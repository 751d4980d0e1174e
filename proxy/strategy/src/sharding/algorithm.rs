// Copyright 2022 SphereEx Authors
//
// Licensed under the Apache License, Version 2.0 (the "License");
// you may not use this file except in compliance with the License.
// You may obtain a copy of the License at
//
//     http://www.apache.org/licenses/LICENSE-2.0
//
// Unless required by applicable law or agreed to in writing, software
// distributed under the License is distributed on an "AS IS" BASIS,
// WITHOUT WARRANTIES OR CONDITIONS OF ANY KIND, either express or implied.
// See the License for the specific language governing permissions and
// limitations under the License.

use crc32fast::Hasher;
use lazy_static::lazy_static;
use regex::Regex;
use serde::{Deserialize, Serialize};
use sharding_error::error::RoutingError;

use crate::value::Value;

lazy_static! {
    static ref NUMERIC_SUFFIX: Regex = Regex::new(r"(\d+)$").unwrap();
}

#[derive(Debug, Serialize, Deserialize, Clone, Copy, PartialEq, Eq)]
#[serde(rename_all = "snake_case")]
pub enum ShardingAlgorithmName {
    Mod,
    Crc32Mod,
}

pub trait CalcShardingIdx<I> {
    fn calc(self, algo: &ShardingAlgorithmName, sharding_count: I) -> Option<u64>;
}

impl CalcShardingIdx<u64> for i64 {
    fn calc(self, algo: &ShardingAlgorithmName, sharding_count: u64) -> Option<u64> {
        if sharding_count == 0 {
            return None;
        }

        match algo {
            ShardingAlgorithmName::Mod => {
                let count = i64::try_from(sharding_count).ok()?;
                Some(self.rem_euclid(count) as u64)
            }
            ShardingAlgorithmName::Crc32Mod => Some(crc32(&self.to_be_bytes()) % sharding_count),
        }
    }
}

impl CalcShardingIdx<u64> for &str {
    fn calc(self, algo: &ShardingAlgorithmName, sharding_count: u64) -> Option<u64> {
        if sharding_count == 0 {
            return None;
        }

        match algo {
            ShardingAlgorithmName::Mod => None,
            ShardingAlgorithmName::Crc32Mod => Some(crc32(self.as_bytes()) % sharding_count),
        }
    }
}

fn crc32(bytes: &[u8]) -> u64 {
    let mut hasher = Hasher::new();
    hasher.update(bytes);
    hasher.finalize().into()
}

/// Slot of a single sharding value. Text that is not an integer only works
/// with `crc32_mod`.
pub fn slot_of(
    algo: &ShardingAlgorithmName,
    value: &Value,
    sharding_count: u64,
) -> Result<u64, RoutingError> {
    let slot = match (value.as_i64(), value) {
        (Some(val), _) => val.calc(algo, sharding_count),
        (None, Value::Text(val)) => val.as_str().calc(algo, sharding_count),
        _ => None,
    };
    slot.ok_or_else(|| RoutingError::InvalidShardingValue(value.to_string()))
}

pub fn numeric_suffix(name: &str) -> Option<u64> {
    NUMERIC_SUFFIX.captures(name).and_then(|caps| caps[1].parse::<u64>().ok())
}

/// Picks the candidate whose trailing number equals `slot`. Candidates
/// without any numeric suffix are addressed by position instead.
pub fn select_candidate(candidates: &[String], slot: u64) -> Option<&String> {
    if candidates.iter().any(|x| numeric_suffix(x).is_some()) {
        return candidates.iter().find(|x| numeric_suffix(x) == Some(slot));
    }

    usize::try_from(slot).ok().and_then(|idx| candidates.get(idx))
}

◆ ◆ ◆ ◆ ◆ ◆ ◆

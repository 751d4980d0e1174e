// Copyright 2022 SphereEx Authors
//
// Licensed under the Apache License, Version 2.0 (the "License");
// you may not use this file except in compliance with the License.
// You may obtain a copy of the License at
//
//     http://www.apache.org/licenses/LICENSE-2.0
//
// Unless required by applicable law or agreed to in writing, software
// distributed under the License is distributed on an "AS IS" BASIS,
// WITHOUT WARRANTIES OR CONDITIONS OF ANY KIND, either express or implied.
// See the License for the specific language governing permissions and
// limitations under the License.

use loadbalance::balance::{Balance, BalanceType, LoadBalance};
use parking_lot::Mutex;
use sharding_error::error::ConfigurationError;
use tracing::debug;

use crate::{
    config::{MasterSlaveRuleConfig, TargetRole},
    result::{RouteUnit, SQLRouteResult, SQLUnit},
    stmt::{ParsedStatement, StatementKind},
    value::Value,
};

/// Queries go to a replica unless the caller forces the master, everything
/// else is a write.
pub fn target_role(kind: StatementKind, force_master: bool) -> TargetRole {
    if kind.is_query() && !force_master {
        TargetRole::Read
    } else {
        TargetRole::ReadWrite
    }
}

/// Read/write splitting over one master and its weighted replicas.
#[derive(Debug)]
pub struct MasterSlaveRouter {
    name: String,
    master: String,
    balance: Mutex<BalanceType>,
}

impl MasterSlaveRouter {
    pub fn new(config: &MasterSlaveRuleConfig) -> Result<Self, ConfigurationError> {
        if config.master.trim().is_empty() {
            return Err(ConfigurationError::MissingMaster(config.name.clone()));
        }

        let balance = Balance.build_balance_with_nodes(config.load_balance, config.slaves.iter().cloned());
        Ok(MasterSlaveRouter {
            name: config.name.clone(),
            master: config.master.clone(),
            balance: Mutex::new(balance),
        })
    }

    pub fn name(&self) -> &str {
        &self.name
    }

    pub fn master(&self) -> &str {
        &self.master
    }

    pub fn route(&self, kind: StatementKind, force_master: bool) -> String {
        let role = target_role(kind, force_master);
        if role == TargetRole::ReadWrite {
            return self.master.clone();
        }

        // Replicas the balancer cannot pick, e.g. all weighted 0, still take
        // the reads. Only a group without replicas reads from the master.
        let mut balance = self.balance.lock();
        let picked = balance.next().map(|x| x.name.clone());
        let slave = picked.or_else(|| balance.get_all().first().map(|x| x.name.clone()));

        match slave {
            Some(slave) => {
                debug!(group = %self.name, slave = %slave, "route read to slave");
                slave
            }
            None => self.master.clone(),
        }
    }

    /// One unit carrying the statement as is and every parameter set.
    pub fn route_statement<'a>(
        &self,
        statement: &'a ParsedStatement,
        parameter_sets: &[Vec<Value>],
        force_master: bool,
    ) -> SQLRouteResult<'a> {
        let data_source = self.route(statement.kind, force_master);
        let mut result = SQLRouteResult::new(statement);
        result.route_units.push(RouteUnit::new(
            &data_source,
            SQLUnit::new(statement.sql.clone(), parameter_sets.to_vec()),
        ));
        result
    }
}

◆ ◆ ◆ ◆ ◆ ◆ ◆

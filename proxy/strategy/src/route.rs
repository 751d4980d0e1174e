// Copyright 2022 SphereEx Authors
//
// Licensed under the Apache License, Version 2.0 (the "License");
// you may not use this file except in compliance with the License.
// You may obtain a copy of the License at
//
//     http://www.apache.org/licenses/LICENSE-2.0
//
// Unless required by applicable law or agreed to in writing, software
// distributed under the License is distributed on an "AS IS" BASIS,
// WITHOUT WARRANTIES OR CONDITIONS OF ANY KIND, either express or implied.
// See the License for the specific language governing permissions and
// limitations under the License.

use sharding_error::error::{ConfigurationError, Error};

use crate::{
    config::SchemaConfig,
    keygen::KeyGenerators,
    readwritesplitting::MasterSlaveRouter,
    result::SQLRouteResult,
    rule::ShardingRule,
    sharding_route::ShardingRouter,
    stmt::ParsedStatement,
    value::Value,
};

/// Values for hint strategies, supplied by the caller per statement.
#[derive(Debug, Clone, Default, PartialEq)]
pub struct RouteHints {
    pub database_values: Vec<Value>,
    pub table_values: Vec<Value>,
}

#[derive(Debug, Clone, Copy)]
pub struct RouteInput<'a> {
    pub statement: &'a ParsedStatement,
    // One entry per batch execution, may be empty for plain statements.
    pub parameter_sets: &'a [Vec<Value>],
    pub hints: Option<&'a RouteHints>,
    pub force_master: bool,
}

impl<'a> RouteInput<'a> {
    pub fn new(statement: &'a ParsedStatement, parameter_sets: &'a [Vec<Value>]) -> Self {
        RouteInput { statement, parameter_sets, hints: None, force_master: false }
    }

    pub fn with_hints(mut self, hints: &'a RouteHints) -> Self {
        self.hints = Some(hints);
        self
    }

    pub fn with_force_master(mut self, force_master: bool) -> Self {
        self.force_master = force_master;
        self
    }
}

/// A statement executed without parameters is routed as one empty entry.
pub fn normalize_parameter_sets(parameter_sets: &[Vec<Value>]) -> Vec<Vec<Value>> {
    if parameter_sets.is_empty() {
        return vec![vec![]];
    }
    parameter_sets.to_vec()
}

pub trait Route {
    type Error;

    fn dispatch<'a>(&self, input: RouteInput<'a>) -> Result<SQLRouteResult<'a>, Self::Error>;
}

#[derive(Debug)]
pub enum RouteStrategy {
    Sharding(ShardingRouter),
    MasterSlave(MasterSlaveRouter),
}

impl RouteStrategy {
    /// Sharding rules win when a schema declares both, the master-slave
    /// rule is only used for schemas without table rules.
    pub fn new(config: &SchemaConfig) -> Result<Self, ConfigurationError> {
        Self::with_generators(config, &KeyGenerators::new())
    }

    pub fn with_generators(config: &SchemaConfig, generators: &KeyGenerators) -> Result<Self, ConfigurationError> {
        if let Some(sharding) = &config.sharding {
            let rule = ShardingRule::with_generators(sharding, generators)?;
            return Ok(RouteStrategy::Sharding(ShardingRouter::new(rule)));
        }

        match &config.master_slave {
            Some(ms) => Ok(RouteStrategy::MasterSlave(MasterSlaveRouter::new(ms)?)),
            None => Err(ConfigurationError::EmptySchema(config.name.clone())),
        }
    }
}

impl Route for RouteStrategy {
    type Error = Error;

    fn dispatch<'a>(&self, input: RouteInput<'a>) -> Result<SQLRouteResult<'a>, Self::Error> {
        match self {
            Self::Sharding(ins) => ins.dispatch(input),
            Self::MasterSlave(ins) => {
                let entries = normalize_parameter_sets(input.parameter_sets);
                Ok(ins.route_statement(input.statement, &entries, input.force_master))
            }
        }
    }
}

◆ ◆ ◆ ◆ ◆ ◆ ◆

• Exercise instructions:
Whenever a line of the material above contains the string "TargetRole", copy that line out.

• Written response:
    config::{MasterSlaveRuleConfig, TargetRole},
pub fn target_role(kind: StatementKind, force_master: bool) -> TargetRole {
        TargetRole::Read
        TargetRole::ReadWrite
        if role == TargetRole::ReadWrite {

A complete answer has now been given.